▼▼▼

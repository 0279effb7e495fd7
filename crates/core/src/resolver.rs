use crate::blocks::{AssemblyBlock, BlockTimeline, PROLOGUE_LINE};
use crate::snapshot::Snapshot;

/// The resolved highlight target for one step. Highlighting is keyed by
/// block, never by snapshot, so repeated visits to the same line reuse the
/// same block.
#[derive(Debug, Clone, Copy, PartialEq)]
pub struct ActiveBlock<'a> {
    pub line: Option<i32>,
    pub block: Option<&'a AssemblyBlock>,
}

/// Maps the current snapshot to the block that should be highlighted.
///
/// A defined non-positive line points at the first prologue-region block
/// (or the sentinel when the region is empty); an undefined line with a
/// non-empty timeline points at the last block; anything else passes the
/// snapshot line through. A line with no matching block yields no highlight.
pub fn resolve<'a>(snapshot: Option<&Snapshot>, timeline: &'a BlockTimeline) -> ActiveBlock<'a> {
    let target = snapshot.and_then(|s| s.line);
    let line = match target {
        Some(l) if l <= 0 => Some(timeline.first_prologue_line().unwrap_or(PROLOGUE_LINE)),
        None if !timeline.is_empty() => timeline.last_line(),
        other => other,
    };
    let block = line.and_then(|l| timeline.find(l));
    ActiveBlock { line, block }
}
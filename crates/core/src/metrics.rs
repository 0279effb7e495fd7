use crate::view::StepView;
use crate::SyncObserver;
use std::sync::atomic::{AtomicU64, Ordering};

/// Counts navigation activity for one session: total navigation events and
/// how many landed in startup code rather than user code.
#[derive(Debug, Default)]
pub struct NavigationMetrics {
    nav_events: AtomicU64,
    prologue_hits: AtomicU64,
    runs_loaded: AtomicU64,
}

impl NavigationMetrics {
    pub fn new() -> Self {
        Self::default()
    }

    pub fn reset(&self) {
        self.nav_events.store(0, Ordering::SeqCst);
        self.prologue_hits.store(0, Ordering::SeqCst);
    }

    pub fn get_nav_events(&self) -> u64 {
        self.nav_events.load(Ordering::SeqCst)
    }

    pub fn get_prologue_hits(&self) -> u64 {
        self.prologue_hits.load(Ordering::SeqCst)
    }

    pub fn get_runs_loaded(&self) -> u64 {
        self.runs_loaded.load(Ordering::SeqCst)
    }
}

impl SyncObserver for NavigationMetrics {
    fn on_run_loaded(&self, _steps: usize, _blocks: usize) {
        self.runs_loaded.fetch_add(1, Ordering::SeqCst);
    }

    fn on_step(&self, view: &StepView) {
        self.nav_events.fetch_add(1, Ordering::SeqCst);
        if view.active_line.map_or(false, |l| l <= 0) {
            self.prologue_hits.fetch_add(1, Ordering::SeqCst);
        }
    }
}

▲▲▲
▼▼▼

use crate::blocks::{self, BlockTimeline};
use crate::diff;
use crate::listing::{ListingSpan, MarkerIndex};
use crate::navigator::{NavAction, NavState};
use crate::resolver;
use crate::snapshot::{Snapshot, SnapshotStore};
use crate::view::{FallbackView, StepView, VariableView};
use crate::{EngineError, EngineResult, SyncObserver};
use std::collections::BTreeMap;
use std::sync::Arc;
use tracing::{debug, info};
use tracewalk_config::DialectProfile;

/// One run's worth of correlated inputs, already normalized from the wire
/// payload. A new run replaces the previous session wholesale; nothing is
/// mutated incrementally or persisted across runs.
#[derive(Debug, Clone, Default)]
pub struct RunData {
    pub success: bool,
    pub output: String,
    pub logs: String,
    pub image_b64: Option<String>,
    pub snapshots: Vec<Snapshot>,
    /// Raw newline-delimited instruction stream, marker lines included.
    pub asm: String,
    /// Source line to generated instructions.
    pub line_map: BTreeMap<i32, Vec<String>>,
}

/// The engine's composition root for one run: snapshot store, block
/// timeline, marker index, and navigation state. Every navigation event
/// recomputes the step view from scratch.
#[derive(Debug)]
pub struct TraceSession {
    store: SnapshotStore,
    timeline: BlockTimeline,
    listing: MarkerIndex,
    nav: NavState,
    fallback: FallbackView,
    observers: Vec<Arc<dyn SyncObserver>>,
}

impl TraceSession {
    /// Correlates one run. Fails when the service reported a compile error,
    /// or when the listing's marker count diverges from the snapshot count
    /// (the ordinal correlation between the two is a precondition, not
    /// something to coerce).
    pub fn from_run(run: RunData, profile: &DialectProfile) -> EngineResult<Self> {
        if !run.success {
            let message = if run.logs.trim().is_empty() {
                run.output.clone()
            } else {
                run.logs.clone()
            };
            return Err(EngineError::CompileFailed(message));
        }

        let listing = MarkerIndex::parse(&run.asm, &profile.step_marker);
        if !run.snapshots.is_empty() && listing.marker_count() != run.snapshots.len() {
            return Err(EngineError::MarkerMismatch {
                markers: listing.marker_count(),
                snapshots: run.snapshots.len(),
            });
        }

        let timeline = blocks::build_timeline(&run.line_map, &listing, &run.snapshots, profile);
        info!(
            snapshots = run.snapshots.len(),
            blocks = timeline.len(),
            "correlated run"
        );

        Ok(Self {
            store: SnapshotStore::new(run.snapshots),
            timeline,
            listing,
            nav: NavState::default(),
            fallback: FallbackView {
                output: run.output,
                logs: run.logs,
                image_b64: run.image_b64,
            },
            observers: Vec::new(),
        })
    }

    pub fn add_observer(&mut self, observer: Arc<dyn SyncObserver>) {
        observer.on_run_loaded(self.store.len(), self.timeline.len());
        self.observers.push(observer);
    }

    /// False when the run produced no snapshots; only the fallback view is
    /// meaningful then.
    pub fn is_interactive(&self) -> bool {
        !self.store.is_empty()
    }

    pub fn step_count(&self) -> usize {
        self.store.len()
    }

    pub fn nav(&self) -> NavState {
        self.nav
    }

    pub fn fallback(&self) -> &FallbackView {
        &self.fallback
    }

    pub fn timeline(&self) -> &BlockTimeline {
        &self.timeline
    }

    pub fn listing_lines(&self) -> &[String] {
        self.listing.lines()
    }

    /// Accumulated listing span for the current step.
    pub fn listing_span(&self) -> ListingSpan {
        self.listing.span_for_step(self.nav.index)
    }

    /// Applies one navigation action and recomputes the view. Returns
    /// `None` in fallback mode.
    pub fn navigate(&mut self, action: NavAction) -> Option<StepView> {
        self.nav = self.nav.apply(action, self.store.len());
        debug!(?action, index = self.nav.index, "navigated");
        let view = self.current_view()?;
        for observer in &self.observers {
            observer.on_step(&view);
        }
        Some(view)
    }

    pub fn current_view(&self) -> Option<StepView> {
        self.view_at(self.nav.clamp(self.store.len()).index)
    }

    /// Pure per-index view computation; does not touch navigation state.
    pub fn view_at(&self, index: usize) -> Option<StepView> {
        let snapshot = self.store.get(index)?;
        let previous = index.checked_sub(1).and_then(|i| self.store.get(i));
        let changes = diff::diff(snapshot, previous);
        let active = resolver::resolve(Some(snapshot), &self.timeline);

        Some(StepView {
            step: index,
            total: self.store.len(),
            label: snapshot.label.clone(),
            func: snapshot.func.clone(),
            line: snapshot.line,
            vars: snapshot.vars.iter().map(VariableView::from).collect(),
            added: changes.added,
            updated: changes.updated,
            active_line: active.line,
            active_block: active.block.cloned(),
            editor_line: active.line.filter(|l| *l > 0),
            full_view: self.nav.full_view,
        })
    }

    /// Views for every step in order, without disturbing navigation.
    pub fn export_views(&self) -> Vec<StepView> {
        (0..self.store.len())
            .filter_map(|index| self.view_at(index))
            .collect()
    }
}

▲▲▲
▼▼▼

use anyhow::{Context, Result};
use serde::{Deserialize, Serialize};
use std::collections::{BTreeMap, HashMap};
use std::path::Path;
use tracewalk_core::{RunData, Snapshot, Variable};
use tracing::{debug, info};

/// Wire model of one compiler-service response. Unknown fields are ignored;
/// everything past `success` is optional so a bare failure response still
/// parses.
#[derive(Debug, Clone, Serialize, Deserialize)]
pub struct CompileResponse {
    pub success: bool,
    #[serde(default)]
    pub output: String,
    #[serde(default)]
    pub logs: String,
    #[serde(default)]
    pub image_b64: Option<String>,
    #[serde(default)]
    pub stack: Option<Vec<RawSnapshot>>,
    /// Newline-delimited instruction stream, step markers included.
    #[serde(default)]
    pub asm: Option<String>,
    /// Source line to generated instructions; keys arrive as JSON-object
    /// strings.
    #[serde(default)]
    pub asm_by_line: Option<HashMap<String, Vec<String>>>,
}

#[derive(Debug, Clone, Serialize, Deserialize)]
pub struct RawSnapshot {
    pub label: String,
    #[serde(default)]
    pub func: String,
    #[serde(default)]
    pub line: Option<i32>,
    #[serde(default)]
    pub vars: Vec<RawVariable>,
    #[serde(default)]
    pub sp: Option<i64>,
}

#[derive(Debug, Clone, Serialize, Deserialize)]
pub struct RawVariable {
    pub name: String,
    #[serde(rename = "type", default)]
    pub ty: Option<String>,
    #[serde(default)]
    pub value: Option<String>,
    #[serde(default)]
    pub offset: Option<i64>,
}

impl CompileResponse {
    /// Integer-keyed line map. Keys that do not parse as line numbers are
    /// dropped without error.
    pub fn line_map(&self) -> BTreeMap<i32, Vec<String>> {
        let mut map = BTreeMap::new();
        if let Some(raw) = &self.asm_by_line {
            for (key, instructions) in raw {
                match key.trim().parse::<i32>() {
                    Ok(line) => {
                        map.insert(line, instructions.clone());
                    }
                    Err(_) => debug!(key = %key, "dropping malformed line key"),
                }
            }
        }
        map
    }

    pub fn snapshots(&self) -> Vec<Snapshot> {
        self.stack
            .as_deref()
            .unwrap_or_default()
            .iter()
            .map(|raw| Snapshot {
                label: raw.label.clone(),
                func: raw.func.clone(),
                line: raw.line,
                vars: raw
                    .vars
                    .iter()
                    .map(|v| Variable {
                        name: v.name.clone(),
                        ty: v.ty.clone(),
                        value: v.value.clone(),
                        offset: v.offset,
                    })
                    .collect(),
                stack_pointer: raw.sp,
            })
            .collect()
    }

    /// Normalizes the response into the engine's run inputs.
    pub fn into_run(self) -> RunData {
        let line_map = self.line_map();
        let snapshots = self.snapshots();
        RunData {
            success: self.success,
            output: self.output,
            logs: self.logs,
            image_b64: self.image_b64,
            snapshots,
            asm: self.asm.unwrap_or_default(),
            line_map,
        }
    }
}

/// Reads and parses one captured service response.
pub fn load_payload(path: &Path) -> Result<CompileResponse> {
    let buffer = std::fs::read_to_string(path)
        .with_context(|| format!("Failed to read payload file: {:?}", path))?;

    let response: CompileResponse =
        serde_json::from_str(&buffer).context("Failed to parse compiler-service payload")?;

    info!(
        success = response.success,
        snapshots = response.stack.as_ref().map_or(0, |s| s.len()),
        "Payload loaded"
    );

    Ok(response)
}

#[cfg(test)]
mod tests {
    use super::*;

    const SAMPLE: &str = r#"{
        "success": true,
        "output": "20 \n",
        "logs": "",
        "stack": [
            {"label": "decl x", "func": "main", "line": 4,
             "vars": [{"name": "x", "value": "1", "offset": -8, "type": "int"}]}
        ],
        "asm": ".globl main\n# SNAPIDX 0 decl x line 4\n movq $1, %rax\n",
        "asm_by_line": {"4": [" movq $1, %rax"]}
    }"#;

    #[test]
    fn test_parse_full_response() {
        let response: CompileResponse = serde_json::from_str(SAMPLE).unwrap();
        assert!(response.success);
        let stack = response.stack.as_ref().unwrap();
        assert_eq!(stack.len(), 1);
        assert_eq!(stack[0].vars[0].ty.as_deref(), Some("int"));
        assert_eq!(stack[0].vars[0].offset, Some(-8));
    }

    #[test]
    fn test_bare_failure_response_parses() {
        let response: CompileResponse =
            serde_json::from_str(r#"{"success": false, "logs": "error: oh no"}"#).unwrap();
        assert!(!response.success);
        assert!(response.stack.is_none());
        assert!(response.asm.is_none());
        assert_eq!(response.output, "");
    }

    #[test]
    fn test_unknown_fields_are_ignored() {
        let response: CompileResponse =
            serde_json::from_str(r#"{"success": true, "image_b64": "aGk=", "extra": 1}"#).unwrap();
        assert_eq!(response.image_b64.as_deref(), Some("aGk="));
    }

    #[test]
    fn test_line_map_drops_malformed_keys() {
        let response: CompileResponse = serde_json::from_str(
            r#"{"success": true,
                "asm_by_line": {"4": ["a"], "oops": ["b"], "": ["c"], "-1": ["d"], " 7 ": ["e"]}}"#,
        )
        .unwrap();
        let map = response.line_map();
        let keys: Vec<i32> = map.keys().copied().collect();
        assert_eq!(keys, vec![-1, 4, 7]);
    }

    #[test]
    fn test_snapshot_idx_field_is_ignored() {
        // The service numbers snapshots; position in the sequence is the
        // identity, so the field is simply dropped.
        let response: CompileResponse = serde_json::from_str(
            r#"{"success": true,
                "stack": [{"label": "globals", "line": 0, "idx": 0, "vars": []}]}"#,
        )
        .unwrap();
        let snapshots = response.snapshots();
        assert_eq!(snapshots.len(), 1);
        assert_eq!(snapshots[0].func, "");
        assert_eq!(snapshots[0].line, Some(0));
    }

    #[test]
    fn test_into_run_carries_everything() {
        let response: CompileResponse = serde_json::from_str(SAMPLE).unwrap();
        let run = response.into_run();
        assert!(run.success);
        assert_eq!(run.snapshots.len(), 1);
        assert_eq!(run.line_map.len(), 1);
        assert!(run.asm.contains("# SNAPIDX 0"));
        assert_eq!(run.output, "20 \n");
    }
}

▲▲▲

The lines you need are those holding the word "NavigationMetrics"; copy each of them from the material above.

pub struct NavigationMetrics {
impl NavigationMetrics {
impl SyncObserver for NavigationMetrics {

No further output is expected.